A few of our recent recipes are below for you to try at home ... enjoy!

 

Blueberry and Lime Drizzle Cake

Ingredients

For the Cake

  • 225g butter or margarine
  • 225g caster sugar
  • 4 medium eggs
  • Juice and zest of 2 limes
  • 250g self-raising flour
  • 25g ground almonds
  • 8oz blueberries

For the Syrup

  • 8 tbsp lime juice (approx 4 limes)
  • Zest of 1 lime
  • 140g caster sugar

For the Icing

  • 3oz icing sugar
  • Juice of 2 limes

 

Butter the base and sides of a 23cm/9in ring tin. Set oven to 180C/Gas 4/fan oven 160C.

Cream the butter and sugar together until light. Gradually beat in the eggs, adding a little flour towards the end to prevent curdling. Beat in the lime zest, then fold in the flour and almonds. Fold in enough lime juice - about 3 tablespoons - to give you a good dropping consistency (the mixture should drop easily from the spoon when tapped).

Fold in three quarters of the blueberries and turn into the prepared tin. Smooth the surface, then scatter the remaining fruit on top - it will sink as the cake rises.

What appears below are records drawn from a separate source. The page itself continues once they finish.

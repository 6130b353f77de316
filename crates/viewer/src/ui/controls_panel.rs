//! Viewer controls: wireframe, environment, clear, help

use egui::Ui;
use shared::EnvironmentPreset;

use crate::app::Session;
use crate::i18n::t;

pub fn show(ui: &mut Ui, session: &mut Session) {
    ui.heading(t("controls.title"));
    ui.add_space(4.0);

    let viewer = &mut session.viewer;
    let has_model = viewer.has_model();
    let controls = viewer.controls();

    let mut wireframe = controls.wireframe;
    if ui
        .add_enabled(has_model, egui::Checkbox::new(&mut wireframe, t("controls.wireframe")))
        .changed()
    {
        viewer.set_wireframe(wireframe);
    }

    ui.horizontal(|ui| {
        ui.label(t("controls.environment"));
        let mut env = controls.environment;
        egui::ComboBox::from_id_salt("environment_combo")
            .selected_text(env.display_name())
            .show_ui(ui, |ui| {
                for preset in EnvironmentPreset::all() {
                    ui.selectable_value(&mut env, *preset, preset.display_name());
                }
            });
        if env != controls.environment {
            viewer.set_environment(env);
        }
    });

    ui.add_space(4.0);
    ui.horizontal(|ui| {
        if ui
            .add_enabled(has_model, egui::Button::new(t("controls.clear")))
            .clicked()
        {
            viewer.clear_model();
        }
        if ui.button(t("controls.reset_camera")).clicked() {
            viewer.reset_camera();
        }
    });

    ui.add_space(6.0);
    egui::CollapsingHeader::new(t("controls.help"))
        .id_salt("controls_help")
        .default_open(false)
        .show(ui, |ui| {
            for key in ["help.rotate", "help.pan", "help.zoom", "help.click", "help.drop"] {
                ui.weak(t(key));
            }
        });
}
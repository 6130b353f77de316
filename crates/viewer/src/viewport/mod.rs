//! 3D viewport panel with OpenGL rendering

mod gl_renderer;
mod overlays;
pub use mesh_viewer_lib::viewport::{camera, mesh, picking};

use std::sync::{Arc, Mutex};

use egui::Ui;
use mesh_viewer_lib::highlight::PickOutcome;

use crate::app::Session;
use camera::{ScreenPoint, ViewportRect};
use gl_renderer::{FrameScene, GlRenderer, RenderParams};

/// Degrees of rotation per dragged pixel
const ROTATE_SPEED: f32 = 0.5;
const PAN_SPEED: f32 = 0.01;
const ZOOM_SPEED: f32 = 0.01;

/// 3D viewport panel with OpenGL rendering
pub struct ViewportPanel {
    gl_renderer: Option<Arc<Mutex<GlRenderer>>>,
}

impl ViewportPanel {
    pub fn new() -> Self {
        Self { gl_renderer: None }
    }

    /// Initialize GL renderer (must be called with a GL context)
    pub fn init_gl(&mut self, gl: &glow::Context) {
        match GlRenderer::new(gl) {
            Ok(renderer) => self.gl_renderer = Some(Arc::new(Mutex::new(renderer))),
            Err(e) => tracing::error!("Failed to initialize GL renderer: {e}"),
        }
    }

    /// Release GPU resources
    pub fn destroy_gl(&mut self, gl: &glow::Context) {
        if let Some(renderer) = self.gl_renderer.take() {
            if let Ok(mut r) = renderer.lock() {
                r.destroy(gl);
            }
        }
    }

    pub fn show(&mut self, ui: &mut Ui, session: &mut Session) {
        let (rect, response) =
            ui.allocate_exact_size(ui.available_size(), egui::Sense::click_and_drag());

        self.handle_camera(&response, ui, session);
        self.handle_click(&response, rect, session);

        // Damped rotation keeps moving after the pointer is released
        if session.viewer.camera_mut().tick() {
            ui.ctx().request_repaint();
        }

        if !ui.is_rect_visible(rect) {
            return;
        }

        self.render_gl(ui, rect, session);
        overlays::draw(ui, rect, session);
    }

    fn handle_camera(&self, response: &egui::Response, ui: &Ui, session: &mut Session) {
        let camera = session.viewer.camera_mut();

        if response.dragged_by(egui::PointerButton::Primary)
            || response.dragged_by(egui::PointerButton::Middle)
        {
            let delta = response.drag_delta();
            camera.rotate(-delta.x * ROTATE_SPEED, delta.y * ROTATE_SPEED);
        }

        if response.dragged_by(egui::PointerButton::Secondary) {
            let delta = response.drag_delta();
            camera.pan(-delta.x * PAN_SPEED, delta.y * PAN_SPEED);
        }

        if response.hovered() {
            let scroll = ui.input(|i| i.smooth_scroll_delta.y);
            if scroll.abs() > 0.1 {
                camera.zoom(scroll * ZOOM_SPEED);
            }
        }
    }

    /// A click (press and release without drag) picks the mesh under the pointer
    fn handle_click(&self, response: &egui::Response, rect: egui::Rect, session: &mut Session) {
        if !response.clicked() {
            return;
        }
        let Some(pos) = response.interact_pointer_pos() else {
            return;
        };

        let outcome = session
            .viewer
            .handle_pointer_event(ScreenPoint::new(pos.x, pos.y), viewport_rect(rect));
        match outcome {
            PickOutcome::Disabled | PickOutcome::Unchanged(_) => {}
            PickOutcome::Miss => tracing::debug!("Click hit nothing"),
            PickOutcome::Selected(id) | PickOutcome::Switched { to: id, .. } => {
                if let Some(record) = session.viewer.meshes().get(id) {
                    tracing::debug!("Selected mesh '{}'", record.name);
                }
            }
        }
    }

    fn render_gl(&self, ui: &mut Ui, rect: egui::Rect, session: &Session) {
        let Some(gl_renderer) = &self.gl_renderer else {
            // No GL context: the panel still shows overlays
            return;
        };

        let renderer = gl_renderer.clone();
        let viewer = &session.viewer;
        let scene = Arc::new(FrameScene::capture(viewer.meshes()));
        let view_proj = viewer.camera().view_projection(viewport_rect(rect).aspect());
        let environment = viewer.environment();
        let placeholder = viewer.status().is_loading();
        let grid_settings = session.settings.viewport.grid.clone();

        let callback = egui::PaintCallback {
            rect,
            callback: Arc::new(eframe::egui_glow::CallbackFn::new(move |info, painter| {
                let gl = painter.gl();

                let clip = info.clip_rect_in_pixels();
                let viewport = [
                    clip.left_px as f32,
                    clip.from_bottom_px as f32,
                    clip.width_px as f32,
                    clip.height_px as f32,
                ];

                if let Ok(mut r) = renderer.lock() {
                    r.update_grid(gl, &grid_settings);
                    r.sync(gl, &scene);

                    let params = RenderParams {
                        viewport,
                        view_proj,
                        environment,
                        grid_visible: grid_settings.visible,
                        placeholder,
                    };
                    r.paint(gl, &scene, &params);
                }
            })),
        };

        ui.painter().add(callback);
    }
}

impl Default for ViewportPanel {
    fn default() -> Self {
        Self::new()
    }
}

pub(crate) fn viewport_rect(rect: egui::Rect) -> ViewportRect {
    ViewportRect::new(rect.left(), rect.top(), rect.width(), rect.height())
}
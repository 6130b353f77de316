//! Parsed scene documents.
//!
//! A [`SceneDocument`] is produced once per successful load and never mutated
//! afterwards. The normalizer copies out of it into owned mesh records.

use std::collections::HashSet;
use std::io::Cursor;
use std::sync::Arc;

use base64::Engine as _;
use glam::{Mat4, Vec3};
use shared::ModelFormat;
use uuid::Uuid;

use crate::error::LoadError;
use crate::validation::MeshValidator;
use crate::viewport::mesh::MeshData;
use crate::viewport::picking::Aabb;

const GLB_MAGIC: &[u8; 4] = b"glTF";
const STL_HEADER_LEN: usize = 80;
const STL_TRIANGLE_LEN: usize = 50;

/// Identity of one parsed document. Re-normalizing the same id is display-only.
#[derive(Clone, Copy, Debug, PartialEq, Eq, Hash)]
pub struct DocumentId(Uuid);

impl DocumentId {
    fn new() -> Self {
        Self(Uuid::new_v4())
    }
}

#[derive(Clone, Debug)]
pub struct SceneDocument {
    pub id: DocumentId,
    pub format: ModelFormat,
    pub kind: DocumentKind,
}

#[derive(Clone, Debug)]
pub enum DocumentKind {
    Gltf(GltfScene),
    Stl(StlMesh),
}

/// Source material as authored. Shared by index between primitives.
#[derive(Clone, Debug, PartialEq)]
pub struct MaterialDef {
    pub name: Option<String>,
    pub base_color: [f32; 4],
    pub metallic: f32,
    pub roughness: f32,
    pub double_sided: bool,
}

impl Default for MaterialDef {
    /// glTF default material
    fn default() -> Self {
        Self {
            name: None,
            base_color: [1.0, 1.0, 1.0, 1.0],
            metallic: 1.0,
            roughness: 1.0,
            double_sided: false,
        }
    }
}

#[derive(Clone, Debug)]
pub struct PrimitiveDef {
    /// Geometry in mesh-local space
    pub geometry: Arc<MeshData>,
    pub material: Option<usize>,
}

#[derive(Clone, Debug)]
pub struct MeshDef {
    pub name: Option<String>,
    pub primitives: Vec<PrimitiveDef>,
}

#[derive(Clone, Debug)]
pub struct NodeDef {
    pub name: Option<String>,
    pub transform: Mat4,
    pub children: Vec<usize>,
    pub mesh: Option<usize>,
}

#[derive(Clone, Debug, Default)]
pub struct GltfScene {
    pub materials: Vec<MaterialDef>,
    pub meshes: Vec<MeshDef>,
    pub nodes: Vec<NodeDef>,
    pub roots: Vec<usize>,
}

/// One primitive instance reached while walking the node graph
pub struct PrimitiveVisit<'a> {
    pub node: usize,
    pub mesh: &'a MeshDef,
    pub primitive_index: usize,
    pub primitive: &'a PrimitiveDef,
    /// Accumulated node transform
    pub world: Mat4,
}

impl GltfScene {
    /// Depth-first walk from the roots in document order.
    /// The graph is checked acyclic at parse time.
    pub fn visit_primitives<'a>(&'a self, mut f: impl FnMut(PrimitiveVisit<'a>)) {
        let mut stack: Vec<(usize, Mat4)> = self
            .roots
            .iter()
            .rev()
            .map(|&n| (n, Mat4::IDENTITY))
            .collect();

        while let Some((idx, parent)) = stack.pop() {
            let Some(node) = self.nodes.get(idx) else {
                continue;
            };
            let world = parent * node.transform;
            if let Some(mesh) = node.mesh.and_then(|m| self.meshes.get(m)) {
                for (primitive_index, primitive) in mesh.primitives.iter().enumerate() {
                    f(PrimitiveVisit {
                        node: idx,
                        mesh,
                        primitive_index,
                        primitive,
                        world,
                    });
                }
            }
            for &child in node.children.iter().rev() {
                stack.push((child, world));
            }
        }
    }

    pub fn material(&self, index: Option<usize>) -> Option<&MaterialDef> {
        index.and_then(|i| self.materials.get(i))
    }
}

/// Single STL geometry, as stored in the file
#[derive(Clone, Debug)]
pub struct StlMesh {
    pub geometry: Arc<MeshData>,
    pub bounds: Aabb,
}

impl SceneDocument {
    /// Parse with a known format
    pub fn parse(format: ModelFormat, bytes: &[u8]) -> Result<Self, LoadError> {
        match format {
            ModelFormat::Stl => parse_stl(bytes),
            ModelFormat::Glb | ModelFormat::Gltf => parse_gltf(bytes),
        }
    }

    /// Drawable primitive instances, or 1 for STL
    pub fn drawable_primitive_count(&self) -> usize {
        match &self.kind {
            DocumentKind::Stl(_) => 1,
            DocumentKind::Gltf(scene) => {
                let mut count = 0;
                scene.visit_primitives(|_| count += 1);
                count
            }
        }
    }
}

// ── STL ──────────────────────────────────────────────────────

fn looks_like_binary_stl(bytes: &[u8]) -> bool {
    if bytes.len() < STL_HEADER_LEN + 4 {
        return false;
    }
    let mut count = [0u8; 4];
    count.copy_from_slice(&bytes[STL_HEADER_LEN..STL_HEADER_LEN + 4]);
    let triangles = u32::from_le_bytes(count) as u64;
    (STL_HEADER_LEN + 4) as u64 + triangles * STL_TRIANGLE_LEN as u64 == bytes.len() as u64
}

fn looks_like_ascii_stl(bytes: &[u8]) -> bool {
    let head = &bytes[..bytes.len().min(256)];
    let text = String::from_utf8_lossy(head);
    text.trim_start().starts_with("solid")
}

/// Cheap framing check done before handing bytes to the STL reader
pub fn looks_like_stl(bytes: &[u8]) -> bool {
    looks_like_binary_stl(bytes) || looks_like_ascii_stl(bytes)
}

pub fn parse_stl(bytes: &[u8]) -> Result<SceneDocument, LoadError> {
    if !looks_like_stl(bytes) {
        return Err(LoadError::malformed("not an STL stream"));
    }

    let stl = stl_io::read_stl(&mut Cursor::new(bytes))
        .map_err(|e| LoadError::malformed(format!("STL: {e}")))?;

    if stl.faces.is_empty() {
        return Err(LoadError::malformed("STL contains no triangles"));
    }

    let mut triangles = Vec::with_capacity(stl.faces.len());
    for face in &stl.faces {
        let mut corners = [Vec3::ZERO; 3];
        for (corner, &vi) in corners.iter_mut().zip(face.vertices.iter()) {
            let v = stl
                .vertices
                .get(vi)
                .ok_or_else(|| LoadError::malformed(format!("STL vertex index {vi} out of range")))?;
            *corner = Vec3::new(v[0], v[1], v[2]);
        }
        triangles.push(corners);
    }

    let geometry = MeshData::flat_shaded(&triangles);
    check_geometry(&geometry, "STL")?;
    let bounds = Aabb::from_mesh(&geometry);

    tracing::debug!("Parsed STL: {} triangles", geometry.triangle_count());

    Ok(SceneDocument {
        id: DocumentId::new(),
        format: ModelFormat::Stl,
        kind: DocumentKind::Stl(StlMesh {
            geometry: Arc::new(geometry),
            bounds,
        }),
    })
}

// ── glTF / GLB ───────────────────────────────────────────────

pub fn is_glb(bytes: &[u8]) -> bool {
    bytes.starts_with(GLB_MAGIC)
}

pub fn parse_gltf(bytes: &[u8]) -> Result<SceneDocument, LoadError> {
    let format = if is_glb(bytes) {
        ModelFormat::Glb
    } else {
        ModelFormat::Gltf
    };

    let gltf = gltf::Gltf::from_slice(bytes).map_err(|e| LoadError::malformed(format!("glTF: {e}")))?;
    let buffers = resolve_buffers(&gltf)?;

    let materials = gltf
        .materials()
        .map(|m| {
            let pbr = m.pbr_metallic_roughness();
            MaterialDef {
                name: m.name().map(str::to_string),
                base_color: pbr.base_color_factor(),
                metallic: pbr.metallic_factor(),
                roughness: pbr.roughness_factor(),
                double_sided: m.double_sided(),
            }
        })
        .collect::<Vec<_>>();

    let mut meshes = Vec::new();
    for mesh in gltf.meshes() {
        let mut primitives = Vec::new();
        for prim in mesh.primitives() {
            if prim.mode() != gltf::mesh::Mode::Triangles {
                tracing::warn!(
                    "Skipping {:?} primitive {} of mesh {}",
                    prim.mode(),
                    prim.index(),
                    mesh.index()
                );
                continue;
            }
            primitives.push(read_primitive(&mesh, &prim, &buffers)?);
        }
        meshes.push(MeshDef {
            name: mesh.name().map(str::to_string),
            primitives,
        });
    }

    let nodes = gltf
        .nodes()
        .map(|n| NodeDef {
            name: n.name().map(str::to_string),
            transform: Mat4::from_cols_array_2d(&n.transform().matrix()),
            children: n.children().map(|c| c.index()).collect(),
            mesh: n.mesh().map(|m| m.index()),
        })
        .collect::<Vec<_>>();

    let roots = match gltf.default_scene().or_else(|| gltf.scenes().next()) {
        Some(scene) => scene.nodes().map(|n| n.index()).collect(),
        None => orphan_nodes(&nodes),
    };

    let scene = GltfScene {
        materials,
        meshes,
        nodes,
        roots,
    };
    check_acyclic(&scene)?;

    let doc = SceneDocument {
        id: DocumentId::new(),
        format,
        kind: DocumentKind::Gltf(scene),
    };
    let drawable = doc.drawable_primitive_count();
    if drawable == 0 {
        return Err(LoadError::malformed("document contains no drawable meshes"));
    }

    tracing::debug!("Parsed {}: {drawable} primitive instance(s)", format.label());
    Ok(doc)
}

/// Buffer bytes by index. Only embedded data is accepted.
fn resolve_buffers(gltf: &gltf::Gltf) -> Result<Vec<Vec<u8>>, LoadError> {
    let mut out = Vec::new();
    for buffer in gltf.buffers() {
        let data = match buffer.source() {
            gltf::buffer::Source::Bin => gltf
                .blob
                .clone()
                .ok_or_else(|| LoadError::malformed("GLB is missing its BIN chunk"))?,
            gltf::buffer::Source::Uri(uri) => decode_data_uri(uri)?,
        };
        if data.len() < buffer.length() {
            return Err(LoadError::malformed(format!(
                "buffer {} holds {} bytes, {} declared",
                buffer.index(),
                data.len(),
                buffer.length()
            )));
        }
        out.push(data);
    }
    Ok(out)
}

fn decode_data_uri(uri: &str) -> Result<Vec<u8>, LoadError> {
    let Some(rest) = uri.strip_prefix("data:") else {
        return Err(LoadError::malformed(format!(
            "external buffer '{uri}' is not supported"
        )));
    };
    let (header, payload) = rest
        .split_once(',')
        .ok_or_else(|| LoadError::malformed("invalid data URI"))?;
    if !header.ends_with(";base64") {
        return Err(LoadError::malformed("data URI is not base64"));
    }
    base64::engine::general_purpose::STANDARD
        .decode(payload)
        .map_err(|e| LoadError::malformed(format!("data URI: {e}")))
}

/// The accessor's bytes must lie inside its view, and the view inside its buffer
fn check_accessor(accessor: &gltf::Accessor, buffers: &[Vec<u8>]) -> Result<(), LoadError> {
    if accessor.sparse().is_some() {
        return Err(LoadError::malformed("sparse accessors are not supported"));
    }
    let view = accessor.view().ok_or_else(|| {
        LoadError::malformed(format!("accessor {} has no buffer view", accessor.index()))
    })?;
    let data = buffers
        .get(view.buffer().index())
        .ok_or_else(|| LoadError::malformed(format!("view {} has no buffer", view.index())))?;
    let view_end = view.offset().checked_add(view.length());
    if view_end.map_or(true, |end| end > data.len()) {
        return Err(LoadError::malformed(format!(
            "view {} exceeds its buffer",
            view.index()
        )));
    }
    let stride = view.stride().unwrap_or(accessor.size());
    let needed = match accessor.count() {
        0 => Some(0),
        n => stride
            .checked_mul(n - 1)
            .and_then(|span| span.checked_add(accessor.offset()))
            .and_then(|span| span.checked_add(accessor.size())),
    };
    if needed.map_or(true, |needed| needed > view.length()) {
        return Err(LoadError::malformed(format!(
            "accessor {} exceeds its view",
            accessor.index()
        )));
    }
    Ok(())
}

fn read_primitive(
    mesh: &gltf::Mesh,
    prim: &gltf::Primitive,
    buffers: &[Vec<u8>],
) -> Result<PrimitiveDef, LoadError> {
    let label = mesh.name().map(str::to_string).unwrap_or_else(|| format!("mesh {}", mesh.index()));

    let pos_accessor = prim
        .get(&gltf::Semantic::Positions)
        .ok_or_else(|| LoadError::malformed(format!("{label}: primitive has no positions")))?;
    check_accessor(&pos_accessor, buffers)?;
    if let Some(n) = prim.get(&gltf::Semantic::Normals) {
        check_accessor(&n, buffers)?;
    }
    if let Some(i) = prim.indices() {
        check_accessor(&i, buffers)?;
    }

    let reader = prim.reader(|b| buffers.get(b.index()).map(Vec::as_slice));

    let positions: Vec<[f32; 3]> = reader
        .read_positions()
        .ok_or_else(|| LoadError::malformed(format!("{label}: unreadable positions")))?
        .collect();
    let normals: Option<Vec<[f32; 3]>> = reader.read_normals().map(Iterator::collect);
    let indices: Vec<u32> = match reader.read_indices() {
        Some(idx) => idx.into_u32().collect(),
        None => (0..positions.len() as u32).collect(),
    };

    let normals = match normals {
        Some(n) if n.len() == positions.len() => n,
        Some(_) => {
            return Err(LoadError::malformed(format!(
                "{label}: normal count does not match position count"
            )))
        }
        None => smooth_normals(&positions, &indices),
    };

    let geometry = MeshData::from_streams(&positions, Some(&normals), indices);
    check_geometry(&geometry, &label)?;

    Ok(PrimitiveDef {
        geometry: Arc::new(geometry),
        material: prim.material().index(),
    })
}

/// Area-weighted vertex normals for primitives that ship without them
fn smooth_normals(positions: &[[f32; 3]], indices: &[u32]) -> Vec<[f32; 3]> {
    let mut acc = vec![Vec3::ZERO; positions.len()];
    for tri in indices.chunks_exact(3) {
        let [a, b, c] = [tri[0] as usize, tri[1] as usize, tri[2] as usize];
        if a >= positions.len() || b >= positions.len() || c >= positions.len() {
            continue;
        }
        let pa = Vec3::from(positions[a]);
        let n = (Vec3::from(positions[b]) - pa).cross(Vec3::from(positions[c]) - pa);
        acc[a] += n;
        acc[b] += n;
        acc[c] += n;
    }
    acc.into_iter()
        .map(|n| n.try_normalize().unwrap_or(Vec3::Y).to_array())
        .collect()
}

fn check_geometry(geometry: &MeshData, label: &str) -> Result<(), LoadError> {
    match MeshValidator::new(geometry).validate_all().into_iter().next() {
        Some(err) => Err(LoadError::malformed(format!("{label}: {err}"))),
        None => Ok(()),
    }
}

/// Nodes nobody lists as a child
fn orphan_nodes(nodes: &[NodeDef]) -> Vec<usize> {
    let children: HashSet<usize> = nodes.iter().flat_map(|n| n.children.iter().copied()).collect();
    (0..nodes.len()).filter(|i| !children.contains(i)).collect()
}

fn check_acyclic(scene: &GltfScene) -> Result<(), LoadError> {
    fn walk(scene: &GltfScene, idx: usize, path: &mut Vec<usize>) -> Result<(), LoadError> {
        if path.contains(&idx) {
            return Err(LoadError::malformed(format!("cyclic node graph at node {idx}")));
        }
        let node = scene
            .nodes
            .get(idx)
            .ok_or_else(|| LoadError::malformed(format!("node {idx} does not exist")))?;
        path.push(idx);
        for &child in &node.children {
            walk(scene, child, path)?;
        }
        path.pop();
        Ok(())
    }

    let mut path = Vec::new();
    for &root in &scene.roots {
        walk(scene, root, &mut path)?;
    }
    Ok(())
}
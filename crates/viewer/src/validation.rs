//! Mesh validation utilities.
//!
//! `MeshValidator` checks primitive data coming out of the parsers:
//! correct stride, in-range indices, finite positions, unit normals.
//! Any error turns the whole document into `MalformedDocument`.

use crate::viewport::mesh::{MeshData, VERTEX_STRIDE};
use crate::viewport::picking::Aabb;

/// Validator for `MeshData` integrity checks.
pub struct MeshValidator<'a> {
    mesh: &'a MeshData,
}

impl<'a> MeshValidator<'a> {
    /// Create a new validator for the given mesh.
    pub fn new(mesh: &'a MeshData) -> Self {
        Self { mesh }
    }

    /// Check that the vertex buffer length is a multiple of the stride.
    pub fn is_stride_valid(&self) -> bool {
        self.mesh.vertices.len() % VERTEX_STRIDE == 0
    }

    /// Check that the index buffer length is a multiple of 3.
    pub fn is_index_stride_valid(&self) -> bool {
        self.mesh.indices.len() % 3 == 0
    }

    /// Check that all indices are within the valid vertex range.
    pub fn are_indices_in_range(&self) -> bool {
        let max_idx = self.mesh.vertex_count() as u32;
        self.mesh.indices.iter().all(|&i| i < max_idx)
    }

    /// NaN or infinite coordinates break bounds and picking
    pub fn are_positions_finite(&self) -> bool {
        (0..self.mesh.vertex_count()).all(|i| self.mesh.position(i).is_finite())
    }

    /// Check that all vertex normals have unit length (within epsilon).
    pub fn are_normals_normalized(&self, epsilon: f32) -> bool {
        (0..self.mesh.vertex_count()).all(|i| (self.mesh.normal(i).length() - 1.0).abs() <= epsilon)
    }

    /// Compute the axis-aligned bounding box of the mesh.
    pub fn aabb(&self) -> Aabb {
        Aabb::from_mesh(self.mesh)
    }

    /// Compute the dimensions (width, height, depth) of the bounding box.
    pub fn dimensions(&self) -> [f32; 3] {
        self.aabb().size().to_array()
    }

    /// Run the structural checks and return a list of error messages.
    /// An empty list means the mesh is valid.
    ///
    /// Normal length is not checked here: degenerate STL facets legally carry zero normals.
    pub fn validate_all(&self) -> Vec<String> {
        let mut errors = Vec::new();

        if !self.is_stride_valid() {
            errors.push(format!(
                "Vertex buffer length {} is not a multiple of {}",
                self.mesh.vertices.len(),
                VERTEX_STRIDE
            ));
        }

        if !self.is_index_stride_valid() {
            errors.push(format!(
                "Index buffer length {} is not a multiple of 3",
                self.mesh.indices.len()
            ));
        }

        if self.mesh.indices.is_empty() {
            errors.push("Primitive has no triangles".to_string());
        }

        if self.is_stride_valid() && !self.are_indices_in_range() {
            let max_idx = self.mesh.vertex_count() as u32;
            let out_of_range: Vec<_> = self
                .mesh
                .indices
                .iter()
                .filter(|&&i| i >= max_idx)
                .take(5)
                .collect();
            errors.push(format!(
                "Indices out of range (vertex_count={}): {:?}",
                max_idx, out_of_range
            ));
        }

        if self.is_stride_valid() && !self.are_positions_finite() {
            errors.push("Non-finite vertex position".to_string());
        }

        errors
    }
}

Bake for about 1 hour (cover with foil if beginning to brown too much), or until firm to a gentle prod in the center. A skewer pushed into the center should be clean when removed.

Meanwhile make the syrup: put the lime juice, zest and sugar in a small saucepan. Put over a gentle heat and stir, without allowing to bubble. The sugar should dissolve a little. As soon as the cake comes out of the oven, prick all over with a skewer then spoon the syrup over it. Cool completely and the remove from the tin.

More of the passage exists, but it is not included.